- _Available data_:
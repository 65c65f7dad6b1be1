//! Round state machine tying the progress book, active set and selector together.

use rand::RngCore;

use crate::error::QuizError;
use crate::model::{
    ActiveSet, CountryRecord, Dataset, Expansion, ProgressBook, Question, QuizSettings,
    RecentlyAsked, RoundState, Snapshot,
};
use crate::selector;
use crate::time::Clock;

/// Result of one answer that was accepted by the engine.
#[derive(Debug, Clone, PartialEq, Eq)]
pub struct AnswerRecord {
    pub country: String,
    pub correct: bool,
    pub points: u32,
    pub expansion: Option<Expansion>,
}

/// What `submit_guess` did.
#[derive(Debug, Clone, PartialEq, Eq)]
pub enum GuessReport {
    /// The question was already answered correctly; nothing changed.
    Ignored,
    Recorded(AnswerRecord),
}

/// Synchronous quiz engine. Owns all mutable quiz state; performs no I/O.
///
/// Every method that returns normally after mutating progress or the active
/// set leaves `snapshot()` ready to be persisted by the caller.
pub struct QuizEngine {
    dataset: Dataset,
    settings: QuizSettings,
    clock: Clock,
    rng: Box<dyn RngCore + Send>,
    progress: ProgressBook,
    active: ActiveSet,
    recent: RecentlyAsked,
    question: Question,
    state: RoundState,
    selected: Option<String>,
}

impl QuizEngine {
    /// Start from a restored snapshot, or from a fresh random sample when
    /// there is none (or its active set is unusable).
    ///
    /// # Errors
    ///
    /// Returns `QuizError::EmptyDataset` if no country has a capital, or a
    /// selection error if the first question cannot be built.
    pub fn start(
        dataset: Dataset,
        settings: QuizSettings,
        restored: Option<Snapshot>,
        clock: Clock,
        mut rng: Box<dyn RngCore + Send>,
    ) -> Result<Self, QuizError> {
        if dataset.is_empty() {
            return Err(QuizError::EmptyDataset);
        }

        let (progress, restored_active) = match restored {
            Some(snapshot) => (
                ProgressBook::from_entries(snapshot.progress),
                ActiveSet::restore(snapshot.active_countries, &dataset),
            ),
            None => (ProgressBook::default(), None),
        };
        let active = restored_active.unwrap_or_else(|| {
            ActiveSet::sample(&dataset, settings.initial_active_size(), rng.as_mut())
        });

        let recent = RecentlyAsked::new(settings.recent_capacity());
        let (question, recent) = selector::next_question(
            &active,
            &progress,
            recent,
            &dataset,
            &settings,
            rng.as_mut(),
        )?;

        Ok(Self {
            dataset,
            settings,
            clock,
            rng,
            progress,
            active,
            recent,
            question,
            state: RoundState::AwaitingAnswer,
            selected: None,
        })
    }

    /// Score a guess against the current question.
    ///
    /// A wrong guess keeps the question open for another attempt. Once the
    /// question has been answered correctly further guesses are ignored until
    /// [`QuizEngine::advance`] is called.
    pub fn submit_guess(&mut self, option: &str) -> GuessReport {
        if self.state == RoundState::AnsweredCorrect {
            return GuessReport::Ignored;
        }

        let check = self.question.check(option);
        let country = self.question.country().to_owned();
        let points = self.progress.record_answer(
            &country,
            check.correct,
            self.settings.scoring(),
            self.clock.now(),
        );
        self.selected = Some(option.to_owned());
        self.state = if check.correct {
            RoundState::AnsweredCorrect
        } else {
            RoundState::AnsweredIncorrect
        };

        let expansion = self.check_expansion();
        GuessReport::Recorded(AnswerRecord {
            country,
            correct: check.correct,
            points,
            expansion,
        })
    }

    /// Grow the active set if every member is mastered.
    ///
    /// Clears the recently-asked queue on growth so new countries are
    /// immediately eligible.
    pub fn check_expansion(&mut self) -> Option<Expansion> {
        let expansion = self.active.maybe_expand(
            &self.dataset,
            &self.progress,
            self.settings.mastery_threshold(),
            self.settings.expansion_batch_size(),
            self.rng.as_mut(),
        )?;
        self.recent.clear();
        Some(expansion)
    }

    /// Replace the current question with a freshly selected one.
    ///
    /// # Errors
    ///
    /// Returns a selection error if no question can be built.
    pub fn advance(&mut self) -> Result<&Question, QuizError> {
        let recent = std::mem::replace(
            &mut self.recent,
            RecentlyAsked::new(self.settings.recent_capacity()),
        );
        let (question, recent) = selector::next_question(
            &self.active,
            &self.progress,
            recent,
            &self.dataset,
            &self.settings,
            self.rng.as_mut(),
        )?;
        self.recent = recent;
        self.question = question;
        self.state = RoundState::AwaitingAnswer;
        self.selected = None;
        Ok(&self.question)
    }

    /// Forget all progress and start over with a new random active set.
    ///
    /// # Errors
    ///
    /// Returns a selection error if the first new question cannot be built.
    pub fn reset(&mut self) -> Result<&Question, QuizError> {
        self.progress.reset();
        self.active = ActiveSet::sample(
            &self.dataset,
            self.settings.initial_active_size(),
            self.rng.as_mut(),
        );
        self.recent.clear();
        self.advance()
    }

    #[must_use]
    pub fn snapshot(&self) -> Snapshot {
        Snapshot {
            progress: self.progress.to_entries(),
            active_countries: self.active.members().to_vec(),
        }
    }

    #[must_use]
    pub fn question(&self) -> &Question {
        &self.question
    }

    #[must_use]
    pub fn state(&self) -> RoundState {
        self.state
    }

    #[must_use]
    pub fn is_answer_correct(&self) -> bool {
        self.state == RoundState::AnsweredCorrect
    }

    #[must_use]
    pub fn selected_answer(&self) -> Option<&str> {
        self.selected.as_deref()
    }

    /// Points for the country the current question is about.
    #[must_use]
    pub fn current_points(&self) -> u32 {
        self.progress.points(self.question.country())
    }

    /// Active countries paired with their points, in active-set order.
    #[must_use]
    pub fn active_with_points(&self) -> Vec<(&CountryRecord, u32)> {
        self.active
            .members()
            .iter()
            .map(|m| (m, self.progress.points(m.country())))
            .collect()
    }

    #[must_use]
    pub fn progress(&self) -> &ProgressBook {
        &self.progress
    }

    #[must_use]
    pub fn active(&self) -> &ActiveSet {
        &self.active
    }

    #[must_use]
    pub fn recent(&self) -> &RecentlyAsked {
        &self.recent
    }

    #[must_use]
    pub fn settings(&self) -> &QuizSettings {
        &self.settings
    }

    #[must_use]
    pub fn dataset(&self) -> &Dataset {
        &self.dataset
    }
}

- _Problem details_:
Return the entries above exactly as they appear.

- _Solution to the exercise_:
repository 65c65f7dad6b1be1
//! Round state machine tying the progress book, active set and selector together.

use rand::RngCore;

use crate::error::QuizError;
use crate::model::{
    ActiveSet, CountryRecord, Dataset, Expansion, ProgressBook, Question, QuizSettings,
    RecentlyAsked, RoundState, Snapshot,
};
use crate::selector;
use crate::time::Clock;

/// Result of one answer that was accepted by the engine.
#[derive(Debug, Clone, PartialEq, Eq)]
pub struct AnswerRecord {
    pub country: String,
    pub correct: bool,
    pub points: u32,
    pub expansion: Option<Expansion>,
}

/// What `submit_guess` did.
#[derive(Debug, Clone, PartialEq, Eq)]
pub enum GuessReport {
    /// The question was already answered correctly; nothing changed.
    Ignored,
    Recorded(AnswerRecord),
}

/// Synchronous quiz engine. Owns all mutable quiz state; performs no I/O.
///
/// Every method that returns normally after mutating progress or the active
/// set leaves `snapshot()` ready to be persisted by the caller.
pub struct QuizEngine {
    dataset: Dataset,
    settings: QuizSettings,
    clock: Clock,
    rng: Box<dyn RngCore + Send>,
    progress: ProgressBook,
    active: ActiveSet,
    recent: RecentlyAsked,
    question: Question,
    state: RoundState,
    selected: Option<String>,
}

impl QuizEngine {
    /// Start from a restored snapshot, or from a fresh random sample when
    /// there is none (or its active set is unusable).
    ///
    /// # Errors
    ///
    /// Returns `QuizError::EmptyDataset` if no country has a capital, or a
    /// selection error if the first question cannot be built.
    pub fn start(
        dataset: Dataset,
        settings: QuizSettings,
        restored: Option<Snapshot>,
        clock: Clock,
        mut rng: Box<dyn RngCore + Send>,
    ) -> Result<Self, QuizError> {
        if dataset.is_empty() {
            return Err(QuizError::EmptyDataset);
        }

        let (progress, restored_active) = match restored {
            Some(snapshot) => (
                ProgressBook::from_entries(snapshot.progress),
                ActiveSet::restore(snapshot.active_countries, &dataset),
            ),
            None => (ProgressBook::default(), None),
        };
        let active = restored_active.unwrap_or_else(|| {
            ActiveSet::sample(&dataset, settings.initial_active_size(), rng.as_mut())
        });

        let recent = RecentlyAsked::new(settings.recent_capacity());
        let (question, recent) = selector::next_question(
            &active,
            &progress,
            recent,
            &dataset,
            &settings,
            rng.as_mut(),
        )?;

        Ok(Self {
            dataset,
            settings,
            clock,
            rng,
            progress,
            active,
            recent,
            question,
            state: RoundState::AwaitingAnswer,
            selected: None,
        })
    }

    /// Score a guess against the current question.
    ///
    /// A wrong guess keeps the question open for another attempt. Once the
    /// question has been answered correctly further guesses are ignored until
    /// [`QuizEngine::advance`] is called.
    pub fn submit_guess(&mut self, option: &str) -> GuessReport {
        if self.state == RoundState::AnsweredCorrect {
            return GuessReport::Ignored;
        }

        let check = self.question.check(option);
        let country = self.question.country().to_owned();
        let points = self.progress.record_answer(
            &country,
            check.correct,
            self.settings.scoring(),
            self.clock.now(),
        );
        self.selected = Some(option.to_owned());
        self.state = if check.correct {
            RoundState::AnsweredCorrect
        } else {
            RoundState::AnsweredIncorrect
        };

        let expansion = self.check_expansion();
        GuessReport::Recorded(AnswerRecord {
            country,
            correct: check.correct,
            points,
            expansion,
        })
    }

    /// Grow the active set if every member is mastered.
    ///
    /// Clears the recently-asked queue on growth so new countries are
    /// immediately eligible.
    pub fn check_expansion(&mut self) -> Option<Expansion> {
        let expansion = self.active.maybe_expand(
            &self.dataset,
            &self.progress,
            self.settings.mastery_threshold(),
            self.settings.expansion_batch_size(),
            self.rng.as_mut(),
        )?;
        self.recent.clear();
        Some(expansion)
    }

    /// Replace the current question with a freshly selected one.
    ///
    /// # Errors
    ///
    /// Returns a selection error if no question can be built.
    pub fn advance(&mut self) -> Result<&Question, QuizError> {
        let recent = std::mem::replace(
            &mut self.recent,
            RecentlyAsked::new(self.settings.recent_capacity()),
        );
        let (question, recent) = selector::next_question(
            &self.active,
            &self.progress,
            recent,
            &self.dataset,
            &self.settings,
            self.rng.as_mut(),
        )?;
        self.recent = recent;
        self.question = question;
        self.state = RoundState::AwaitingAnswer;
        self.selected = None;
        Ok(&self.question)
    }

    /// Forget all progress and start over with a new random active set.
    ///
    /// # Errors
    ///
    /// Returns a selection error if the first new question cannot be built.
    pub fn reset(&mut self) -> Result<&Question, QuizError> {
        self.progress.reset();
        self.active = ActiveSet::sample(
            &self.dataset,
            self.settings.initial_active_size(),
            self.rng.as_mut(),
        );
        self.recent.clear();
        self.advance()
    }

    #[must_use]
    pub fn snapshot(&self) -> Snapshot {
        Snapshot {
            progress: self.progress.to_entries(),
            active_countries: self.active.members().to_vec(),
        }
    }

    #[must_use]
    pub fn question(&self) -> &Question {
        &self.question
    }

    #[must_use]
    pub fn state(&self) -> RoundState {
        self.state
    }

    #[must_use]
    pub fn is_answer_correct(&self) -> bool {
        self.state == RoundState::AnsweredCorrect
    }

    #[must_use]
    pub fn selected_answer(&self) -> Option<&str> {
        self.selected.as_deref()
    }

    /// Points for the country the current question is about.
    #[must_use]
    pub fn current_points(&self) -> u32 {
        self.progress.points(self.question.country())
    }

    /// Active countries paired with their points, in active-set order.
    #[must_use]
    pub fn active_with_points(&self) -> Vec<(&CountryRecord, u32)> {
        self.active
            .members()
            .iter()
            .map(|m| (m, self.progress.points(m.country())))
            .collect()
    }

    #[must_use]
    pub fn progress(&self) -> &ProgressBook {
        &self.progress
    }

    #[must_use]
    pub fn active(&self) -> &ActiveSet {
        &self.active
    }

    #[must_use]
    pub fn recent(&self) -> &RecentlyAsked {
        &self.recent
    }

    #[must_use]
    pub fn settings(&self) -> &QuizSettings {
        &self.settings
    }

    #[must_use]
    pub fn dataset(&self) -> &Dataset {
        &self.dataset
    }
}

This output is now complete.